Vingt-cinq suspects ont été mis en examen à Paris vendredi 30 mai, dont six mineurs, pour des tentatives et projets d’enlèvements dans le milieu des cryptomonnaies, a indiqué le parquet samedi 31 mai. «Dix-huit personnes ont été placées en détention provisoire, trois ont sollicité un débat différé, quatre ont été placées sous contrôle judiciaire», a précisé le ministère public, qui a ouvert une information judiciaire notamment sur la tentative d’enlèvement de la fille et du petit-fils du PDG de la société spécialisée Paymium, le 13 mai, en pleine rue dans le XIe arrondissement de la capitale. Mais aussi sur «d’autres projets non aboutis», a précisé le parquet de Paris.
Comme une première tentative d’enlèvement des proches du PDG de Paymium, le 12 mai, d’après plusieurs sources proches du dossier. Ou un projet d’enlèvement près de Nantes, déjoué in extremis par les forces de l’ordre. Dans celui-ci, deux commandos avec deux camionnettes devaient être utilisés, selon l’une de ces sources. L’un des commandos a été repéré car il utilisait la même camionnette que celui ayant opéré le 13 mai, a précisé vendredi une autre source proche.
Fusibles
Pour Ambroise Vienet-Legué, qui défend l’un des suspects du volet nantais, ce dossier se caractérise par des «profils très jeunes, hameçonnés par de l’argent puis pris dans une dynamique qui les dépasse». «Mon client a reconnu avoir été l’un des fusibles d’une machine criminelle» et «regrette amèrement», a assuré l’avocat. Le suspect, 18 ans, a été placé en détention provisoire.

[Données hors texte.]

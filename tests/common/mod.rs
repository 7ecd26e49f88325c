#![allow(dead_code)]

use mp4atoms::AtomNode;
use std::io::Cursor;

pub const JP2_MAGIC: u32 = 0x0D0A_870A;

pub fn atom(code: &[u8; 4], payload: &[u8]) -> Vec<u8> {
    let mut v = Vec::with_capacity(8 + payload.len());
    v.extend_from_slice(&((8 + payload.len()) as u32).to_be_bytes());
    v.extend_from_slice(code);
    v.extend_from_slice(payload);
    v
}

pub fn full_atom(code: &[u8; 4], version: u8, flags: u32, payload: &[u8]) -> Vec<u8> {
    let mut p = vec![version];
    p.extend_from_slice(&flags.to_be_bytes()[1..]);
    p.extend_from_slice(payload);
    atom(code, &p)
}

pub fn container(code: &[u8; 4], children: &[Vec<u8>]) -> Vec<u8> {
    atom(code, &children.concat())
}

/// 64-bit size form: size32 = 1 followed by the real size.
pub fn large_atom(code: &[u8; 4], payload: &[u8]) -> Vec<u8> {
    let mut v = Vec::new();
    v.extend_from_slice(&1u32.to_be_bytes());
    v.extend_from_slice(code);
    v.extend_from_slice(&((16 + payload.len()) as u64).to_be_bytes());
    v.extend_from_slice(payload);
    v
}

/// Size-0 atom: extends to the end of its enclosing scope.
pub fn open_ended(code: &[u8; 4], payload: &[u8]) -> Vec<u8> {
    let mut v = Vec::new();
    v.extend_from_slice(&0u32.to_be_bytes());
    v.extend_from_slice(code);
    v.extend_from_slice(payload);
    v
}

pub fn ftyp(brand: &[u8; 4]) -> Vec<u8> {
    let mut p = brand.to_vec();
    p.extend_from_slice(&0u32.to_be_bytes());
    p.extend_from_slice(brand);
    atom(b"ftyp", &p)
}

pub fn jp2_signature(magic: u32) -> Vec<u8> {
    atom(b"jP  ", &magic.to_be_bytes())
}

pub fn mvhd() -> Vec<u8> {
    full_atom(b"mvhd", 0, 0, &[0u8; 96])
}

pub fn tkhd() -> Vec<u8> {
    full_atom(b"tkhd", 0, 3, &[0u8; 80])
}

pub fn stream(parts: &[Vec<u8>]) -> Cursor<Vec<u8>> {
    Cursor::new(parts.concat())
}

/// Children of every container must be contiguous and end exactly where
/// their parent ends.
pub fn assert_tiled(atoms: &[AtomNode]) {
    for a in atoms {
        let kids = a.children();
        if let (Some(first), Some(last)) = (kids.first(), kids.last()) {
            assert!(first.start() >= a.start() + a.hdr.header_size);
            assert_eq!(last.end, a.end, "children of {} stop short", a.code());
            for pair in kids.windows(2) {
                assert_eq!(pair[0].end, pair[1].start(), "gap inside {}", a.code());
            }
        }
        assert_tiled(kids);
    }
}
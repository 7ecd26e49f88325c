use crate::boxes::FourCC;
use crate::known_boxes::{KNOWN_ATOMS, KnownAtom, Parent};
use std::collections::HashMap;
use std::sync::OnceLock;

/// Where an atom sits: at file level or inside a named parent.
#[derive(Debug, Clone, Copy, PartialEq, Eq, Hash)]
pub enum Context {
    File,
    Within(FourCC),
}

impl Context {
    pub fn parent(self) -> Option<FourCC> {
        match self {
            Context::File => None,
            Context::Within(cc) => Some(cc),
        }
    }
}

/// Container/leaf classification of a registered atom.
#[derive(Debug, Clone, Copy, PartialEq, Eq)]
pub enum ContainerState {
    Parent,
    Child,
    /// Resolved per scan by the deep-scan discriminator. `prefix` is the
    /// number of fixed payload bytes (after version/flags) that precede
    /// the children when resolved as a container.
    DualState { prefix: u64 },
}

/// Behaviour descriptor looked up for every parsed atom.
#[derive(Debug, Clone, Copy, PartialEq, Eq)]
pub struct AtomBehavior {
    pub state: ContainerState,
    pub versioned: bool,
    pub language: bool,
}

impl AtomBehavior {
    pub const fn new(state: ContainerState, versioned: bool, language: bool) -> Self {
        Self { state, versioned, language }
    }

    pub fn is_container(&self) -> bool {
        matches!(self.state, ContainerState::Parent)
    }

    pub fn is_leaf(&self) -> bool {
        matches!(self.state, ContainerState::Child)
    }

    pub fn is_dual_state(&self) -> bool {
        matches!(self.state, ContainerState::DualState { .. })
    }
}

/// Registry of atom behaviours keyed by `(code, context)`.
///
/// Context-qualified entries win over any-level ones. The registry is
/// immutable once constructed; use [`AtomRegistry::with_atom`] to build it
/// fluently or [`default_registry`] for the shared standard table.
pub struct AtomRegistry {
    map: HashMap<(FourCC, Option<Context>), &'static KnownAtom>,
}

impl AtomRegistry {
    /// Create an empty registry.
    pub fn new() -> Self {
        Self {
            map: HashMap::new(),
        }
    }

    /// Registry holding every entry of the built-in atom table.
    pub fn standard() -> Self {
        KNOWN_ATOMS
            .iter()
            .fold(Self::new(), |reg, atom| reg.with_atom(atom))
    }

    /// Return a new registry with the given atom added under each of its parents.
    pub fn with_atom(mut self, atom: &'static KnownAtom) -> Self {
        let code = FourCC(atom.code);
        for parent in atom.parents {
            let ctx = match parent {
                Parent::Any => None,
                Parent::File => Some(Context::File),
                Parent::In(p) => Some(Context::Within(FourCC(*p))),
            };
            self.map.insert((code, ctx), atom);
        }
        self
    }

    pub fn lookup(&self, code: FourCC, ctx: Context) -> Option<&'static KnownAtom> {
        self.map
            .get(&(code, Some(ctx)))
            .or_else(|| self.map.get(&(code, None)))
            .copied()
    }

    /// True when `code` has a file-level entry, such as `moov` or `mdat`.
    pub fn is_file_level(&self, code: FourCC) -> bool {
        self.map.contains_key(&(code, Some(Context::File)))
    }

    pub fn behavior(&self, code: FourCC, ctx: Context) -> Option<AtomBehavior> {
        self.lookup(code, ctx).map(|k| k.behavior)
    }

    pub fn len(&self) -> usize {
        self.map.len()
    }

    pub fn is_empty(&self) -> bool {
        self.map.is_empty()
    }
}

impl Default for AtomRegistry {
    fn default() -> Self {
        Self::new()
    }
}

/// The shared standard registry, built on first use.
pub fn default_registry() -> &'static AtomRegistry {
    static REGISTRY: OnceLock<AtomRegistry> = OnceLock::new();
    REGISTRY.get_or_init(AtomRegistry::standard)
}
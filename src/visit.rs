//! Ordered traversal over parsed atoms.
//!
//! Serializers and printers implement [`AtomVisitor`] and hand it to
//! [`walk`] (or [`crate::AtomTree::walk`]); the walk is depth-first in
//! stream order, calling `enter` before a node's children and `leave`
//! after them.

use crate::boxes::AtomNode;

/// What the walker should do after `enter`.
#[derive(Debug, Clone, Copy, PartialEq, Eq)]
pub enum Walk {
    Continue,
    SkipChildren,
    Stop,
}

pub trait AtomVisitor {
    fn enter(&mut self, atom: &AtomNode, depth: usize) -> Walk;

    fn leave(&mut self, _atom: &AtomNode, _depth: usize) {}
}

/// Visit `atoms` and their descendants. Returns `false` if a visitor stopped
/// the walk early.
pub fn walk<V: AtomVisitor + ?Sized>(atoms: &[AtomNode], visitor: &mut V) -> bool {
    walk_level(atoms, 0, visitor)
}

fn walk_level<V: AtomVisitor + ?Sized>(atoms: &[AtomNode], depth: usize, visitor: &mut V) -> bool {
    for atom in atoms {
        match visitor.enter(atom, depth) {
            Walk::Stop => return false,
            Walk::SkipChildren => {}
            Walk::Continue => {
                if !walk_level(atom.children(), depth + 1, visitor) {
                    return false;
                }
            }
        }
        visitor.leave(atom, depth);
    }
    true
}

«Mon client, fraîchement 18 ans et recruté par des personnes aguerries, risque d’aller en détention à cause d’un contexte où la justice veut faire passer un message, sans individualiser», s’est inquiété Me Sobieslaw Bemmoussat, autre avocat en défense. L’un des mis en examen placés sous contrôle judiciaire est un homme de 23 ans soupçonné d’avoir véhiculé «une personne à la demande d’un tiers», selon une troisième source proche.
Séquestration
«La juge des libertés et de la détention a retenu la particularité du profil de notre client, qui n’a rien à voir avec l’affaire», se sont félicités ses avocats, Mahaut Laravoire et Adrien Sorrentino, sollicités par l’AFP. «Il est rassurant de constater que dans un dossier à fort écho médiatique les magistrats font la part des choses et tiennent encore compte de la minorité des mis en examen», a aussi commenté Julien Fresnault, avocat d’un adolescent de 16 ans, accusé d’être impliqué dans la tentative avortée du 12 mai.
Ces tentatives de Nantes et du 13 mai à Paris ont aussi «des liens» avec une autre affaire : la séquestration, le 1er mai, du père d’un homme ayant fait fortune dans les cryptomonnaies, avait indiqué une source proche de l’enquête en début de semaine. Ces indices esquissent les contours d’un réseau dont l’existence doit encore être confirmée par l’information judiciaire.
Un logisticien aguerri
La série noire a commencé dès janvier, avec des affaires similaires. Au début du mois, un influenceur en cryptomonnaies a été retrouvé dans le coffre d’une voiture près du Mans. Puis il y a eu la séquestration, fin janvier, du cofondateur de Ledger, David Balland, et de sa compagne. Le couple avait été enlevé à son domicile à Méreau (Cher). Balland a eu le doigt coupé, puis a été libéré. Sa compagne avait été découverte ligotée dans un véhicule.
L’un des suspects mis en examen a été présenté comme le commanditaire. Mais selon une autre source proche du dossier, il s’agirait plutôt «d’un logisticien» aguerri, déjà détenu provisoirement pour une autre affaire d’enlèvement liée aux cryptomonnaies : le kidnapping en août 2023 du père du Youtubeur TeufeurS (Killian Desnos). Rapt contre rançon : «Le mode opératoire n’est pas nouveau», analyse pour l’AFP un connaisseur de ces dossiers, «mais il s’est intensifié en 2025», avec des manifestations de violence.
Ainsi, à l’instar de David Balland dans l’affaire Ledger, le père d’un homme ayant fait fortune dans les cryptomonnaies, qui avait été enlevé le 1er mai dans le XIVe arrondissement de Paris, a eu un doigt sectionné. Il a été libéré après 58 heures de séquestration. Signe que la menace est prise au sérieux, le ministre de l’Intérieur Bruno Retailleau a réuni mi-mai les professionnels de la cryptomonnaie pour «prendre ensemble des mesures pour les protéger».